Size is an important consideration for the design of drug delivery systems. Ideally, the size should be ranged from 50 to 150 nm for optimal biodistributions and targeting ability. Microfluidic process provides high degree of control over the size of NPs. Chapter 2 examines size tunability of the dual enzyme- and oxidation-responsive polyester-based nanoparticulates (DPE-NPs) using a microfluidic instrument for cancer therapy. The DPE-NPs can be fabricated by using the polyester and polymeric stabilizer. The size of NPs can be influenced by changing the variables such as microfluidic parameters (total flow rate and organic/aqueous flow rate ratio) and formulation parameters (molecular weight of polyesters, concentration of nanoparticles, and nature and amount of stabilizers). In addition to size of NPs, it turns out that these parameters have an effect on colloidal stability. The results obtained from dual stimuli-responsive degradation and in vitro experiments with an enhanced cellular uptake demonstrate that the DPE-NPs can offer a versatile platform for the development of drug delivery systems.

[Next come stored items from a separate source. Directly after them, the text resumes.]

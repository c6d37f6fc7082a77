//! thermostat — smallest example for the rust_cm component framework.
//!
//! Runs the same domain through both execution models:
//!
//! 1. A synchronous moving-average filter over noisy temperature samples,
//!    ten dependency-ordered rounds, trace exported to CSV.
//! 2. An event-driven thermostat: a periodic drift task cools the room, a
//!    condition trigger detects "too cold" and fires the heater through an
//!    emitted event, trace exported as JSON Lines.

use std::path::Path;

use anyhow::Result;
use serde_json::json;

use cm_core::{RunConfig, StateMap};
use cm_engine::{EventExecutor, SyncExecutor};
use cm_model::{
    ActionError, Component, ComponentKind, InputSpec, RandomInputs, Task, TaskContext, Trigger,
};
use cm_output::{CsvTraceWriter, JsonLinesWriter, RunLogObserver};

// ── Constants ─────────────────────────────────────────────────────────────────

const SEED:           u64 = 42;
const FILTER_ROUNDS:  u64 = 10;
const WINDOW:         usize = 4;
const SIM_SECONDS:    f64 = 20.0;
const DRIFT_INTERVAL: f64 = 1.0;
const COLD_THRESHOLD: f64 = 19.0;

fn f64_state(ctx: &TaskContext, key: &str) -> f64 {
    ctx.state(key).and_then(|v| v.as_f64()).unwrap_or(0.0)
}

// ── Synchronous mode: moving-average filter ───────────────────────────────────

fn build_filter() -> Result<Component> {
    let mut state = StateMap::new();
    state.insert("window".into(), json!([]));

    let ingest = Task::synchronous(
        "ingest",
        Vec::<String>::new(),
        |ctx: &mut TaskContext| -> Result<(), ActionError> {
            let sample = ctx.input("sample").and_then(|v| v.as_f64()).unwrap_or(0.0);
            let mut window = ctx
                .state("window")
                .and_then(|v| v.as_array().cloned())
                .unwrap_or_default();
            window.push(json!(sample));
            if window.len() > WINDOW {
                window.remove(0);
            }
            ctx.set_state("window", serde_json::Value::Array(window));
            Ok(())
        },
    );

    let average = Task::synchronous(
        "average",
        ["ingest"],
        |ctx: &mut TaskContext| -> Result<(), ActionError> {
            let window = ctx
                .state("window")
                .and_then(|v| v.as_array().cloned())
                .unwrap_or_default();
            let sum: f64 = window.iter().filter_map(|v| v.as_f64()).sum();
            let mean = if window.is_empty() { 0.0 } else { sum / window.len() as f64 };
            ctx.set_output("mean", mean);
            Ok(())
        },
    );

    Ok(Component::new(
        "filter",
        ComponentKind::Synchronous,
        state,
        vec!["sample".into()],
        vec!["mean".into()],
        vec![ingest, average],
    )?)
}

fn run_filter(out_dir: &Path) -> Result<()> {
    let component = build_filter()?;

    let mut specs = indexmap::IndexMap::new();
    specs.insert("sample".to_string(), InputSpec::Float { min: 15.0, max: 25.0 });
    let inputs = RandomInputs::new(specs, SEED);

    let mut config = RunConfig::new();
    config.max_rounds = Some(FILTER_ROUNDS);
    config.track_task_order = true;

    let writer = CsvTraceWriter::new(&out_dir.join("filter_trace.csv"), &component)?;
    let mut obs = RunLogObserver::new(writer);

    let mut exec = SyncExecutor::new(component, inputs, config)?;
    let report = exec.run(&mut obs)?;
    if let Some(e) = obs.take_error() {
        return Err(e.into());
    }

    println!(
        "filter: {} rounds, stopped because {}, final mean = {}",
        report.rounds,
        report.stop,
        report.final_outputs.get("mean").unwrap_or(&json!(null)),
    );
    Ok(())
}

// ── Event-driven mode: thermostat ─────────────────────────────────────────────

fn build_thermostat() -> Result<Component> {
    let mut state = StateMap::new();
    state.insert("temp".into(), json!(21.0));
    state.insert("heater_cycles".into(), json!(0));

    let drift = Task::event_driven(
        "drift",
        Trigger::Periodic { interval: DRIFT_INTERVAL },
        |ctx: &mut TaskContext| -> Result<(), ActionError> {
            let temp = f64_state(ctx, "temp");
            ctx.set_state("temp", temp - 0.7);
            Ok(())
        },
    );

    let too_cold = Task::event_driven(
        "too_cold",
        Trigger::on_condition(|s| {
            s.get("temp").and_then(|v| v.as_f64()).unwrap_or(f64::MAX) < COLD_THRESHOLD
        }),
        |ctx: &mut TaskContext| -> Result<(), ActionError> {
            let temp = f64_state(ctx, "temp");
            ctx.emit("heat", json!({ "observed": temp }), 0.0, 0)?;
            Ok(())
        },
    );

    let heater = Task::event_driven(
        "heater",
        Trigger::on_event("heat"),
        |ctx: &mut TaskContext| -> Result<(), ActionError> {
            let temp = f64_state(ctx, "temp");
            let cycles = ctx.state("heater_cycles").and_then(|v| v.as_i64()).unwrap_or(0);
            let observed = ctx.event_payload()["observed"].clone();
            ctx.set_state("temp", temp + 3.0);
            ctx.set_state("heater_cycles", cycles + 1);
            ctx.set_output("last_heat_observed", observed);
            Ok(())
        },
    );

    Ok(Component::new(
        "thermostat",
        ComponentKind::EventDriven,
        state,
        vec![],
        vec!["last_heat_observed".into()],
        vec![drift, too_cold, heater],
    )?)
}

fn run_thermostat(out_dir: &Path) -> Result<()> {
    let component = build_thermostat()?;

    let mut config = RunConfig::new();
    config.max_time = Some(SIM_SECONDS);
    config.max_workers = Some(2);

    let writer = JsonLinesWriter::from_path(&out_dir.join("thermostat_trace.jsonl"))?;
    let mut obs = RunLogObserver::new(writer);

    let mut exec = EventExecutor::new(component, config)?;
    let report = exec.run(&mut obs)?;
    if let Some(e) = obs.take_error() {
        return Err(e.into());
    }

    println!(
        "thermostat: {} events over {}, stopped because {}, heater ran {} times",
        report.events,
        report.final_time,
        report.stop,
        report.final_state.get("heater_cycles").unwrap_or(&json!(0)),
    );
    Ok(())
}

fn main() -> Result<()> {
    let out_dir = Path::new("./output");
    std::fs::create_dir_all(out_dir)?;

    run_filter(out_dir)?;
    run_thermostat(out_dir)?;
    Ok(())
}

Chapter 3 describes biological assessment of DPE-NPs as effective tumor-targeting intracellular nanocarriers. Doxorubicin (Dox), a clinically used anticancer drug, was incorporated into DPE-NPs stabilized with PEG and Brij S20. They exhibited excellent colloidal stability and as well as in pseudo-physiological conditions without any aggregation. They were destabilized in response to esterase that cleaved ester linkages and to hydrogen peroxide that oxidized sulfides. Such disruption led to an enhanced release of encapsulated therapeutics. For biological perspectives, the DPE-NPs were assessed in vitro using HeLa cervical cancer cells as a model. The results from MTT assay, epifluorescence microscope, flow cytometry, and cellular entry assay suggest that the dual responses triggered the intracellular release of the Dox to prohibit the cell proliferation followed by a rapid internalization through caveolae-mediated endocytosis. Further evaluation on 3D HeLa multicellular tumor spheroid (MCTS) indicated that the penetration ability of Dox was significantly enhanced when encapsulated in DPE NPs, suggesting that such deep penetration could be effective in vivo.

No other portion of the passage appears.